# What to produce
The answer must be one number: the count of lines in the data below that include "failure".

# Data in this exercise
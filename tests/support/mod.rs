//! Shared test doubles for integration tests.

#![allow(dead_code)]

use std::collections::{HashMap, HashSet};
use std::sync::Mutex;
use std::sync::atomic::{AtomicUsize, Ordering};
use std::time::Duration;

use async_trait::async_trait;
use playlist_dl_core::backend::{ProbedCollection, ProbedEntry, ProbedItem};
use playlist_dl_core::{BackendError, FetchBackend, FetchRequest, MetadataProbe, ProbeResult};

/// Probe returning a canned result.
pub struct MockProbe {
    result: Result<ProbeResult, String>,
    calls: AtomicUsize,
}

impl MockProbe {
    pub fn returning(result: ProbeResult) -> Self {
        Self {
            result: Ok(result),
            calls: AtomicUsize::new(0),
        }
    }

    pub fn failing(reason: &str) -> Self {
        Self {
            result: Err(reason.to_string()),
            calls: AtomicUsize::new(0),
        }
    }

    pub fn calls(&self) -> usize {
        self.calls.load(Ordering::SeqCst)
    }
}

#[async_trait]
impl MetadataProbe for MockProbe {
    async fn probe(&self, _reference: &str) -> Result<ProbeResult, BackendError> {
        self.calls.fetch_add(1, Ordering::SeqCst);
        self.result.clone().map_err(BackendError::failed)
    }
}

/// Collection with `count` entries whose urls are `https://v/<n>`.
pub fn collection(title: &str, count: usize) -> ProbeResult {
    ProbeResult::Collection(ProbedCollection {
        title: Some(title.to_string()),
        entries: (1..=count)
            .map(|n| ProbedEntry {
                url: Some(format!("https://v/{n}")),
                id: Some(format!("id{n}")),
                title: Some(format!("Video {n}")),
                completion_key: None,
            })
            .collect(),
    })
}

pub fn single(title: &str, url: &str, heights: &[u32]) -> ProbeResult {
    ProbeResult::Single(ProbedItem {
        title: Some(title.to_string()),
        webpage_url: Some(url.to_string()),
        available_heights: heights.to_vec(),
        completion_key: None,
    })
}

/// Fetch backend that records calls and tracks peak concurrency.
pub struct MockBackend {
    delay: Duration,
    delays: HashMap<String, Duration>,
    failing: HashSet<String>,
    keyed: bool,
    in_flight: AtomicUsize,
    peak: AtomicUsize,
    calls: AtomicUsize,
    requests: Mutex<Vec<FetchRequest>>,
}

impl MockBackend {
    pub fn new() -> Self {
        Self {
            delay: Duration::from_millis(0),
            delays: HashMap::new(),
            failing: HashSet::new(),
            keyed: true,
            in_flight: AtomicUsize::new(0),
            peak: AtomicUsize::new(0),
            calls: AtomicUsize::new(0),
            requests: Mutex::new(Vec::new()),
        }
    }

    pub fn with_delay(mut self, delay: Duration) -> Self {
        self.delay = delay;
        self
    }

    /// Overrides the delay for one reference.
    pub fn with_delay_for(mut self, reference: &str, delay: Duration) -> Self {
        self.delays.insert(reference.to_string(), delay);
        self
    }

    /// Fails every fetch of `reference` with `"mock failure for <reference>"`.
    pub fn failing_on(mut self, reference: &str) -> Self {
        self.failing.insert(reference.to_string());
        self
    }

    /// Leaves skip detection to the backend, like an unrecognized site.
    pub fn without_keys(mut self) -> Self {
        self.keyed = false;
        self
    }

    pub fn calls(&self) -> usize {
        self.calls.load(Ordering::SeqCst)
    }

    pub fn peak_concurrency(&self) -> usize {
        self.peak.load(Ordering::SeqCst)
    }

    pub fn requests(&self) -> Vec<FetchRequest> {
        self.requests.lock().map(|r| r.clone()).unwrap_or_default()
    }
}

/// Ledger key the mock backend assigns to `reference`.
pub fn mock_key(reference: &str) -> String {
    format!("mock {reference}")
}

#[async_trait]
impl FetchBackend for MockBackend {
    fn name(&self) -> &'static str {
        "mock"
    }

    fn completion_key(&self, reference: &str) -> Option<String> {
        self.keyed.then(|| mock_key(reference))
    }

    async fn fetch(&self, request: &FetchRequest) -> Result<(), BackendError> {
        self.calls.fetch_add(1, Ordering::SeqCst);
        if let Ok(mut requests) = self.requests.lock() {
            requests.push(request.clone());
        }

        let now = self.in_flight.fetch_add(1, Ordering::SeqCst) + 1;
        self.peak.fetch_max(now, Ordering::SeqCst);
        let delay = self
            .delays
            .get(&request.reference)
            .copied()
            .unwrap_or(self.delay);
        if !delay.is_zero() {
            tokio::time::sleep(delay).await;
        }
        self.in_flight.fetch_sub(1, Ordering::SeqCst);

        if self.failing.contains(&request.reference) {
            Err(BackendError::failed(format!(
                "mock failure for {}",
                request.reference
            )))
        } else {
            Ok(())
        }
    }
}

# Your response
2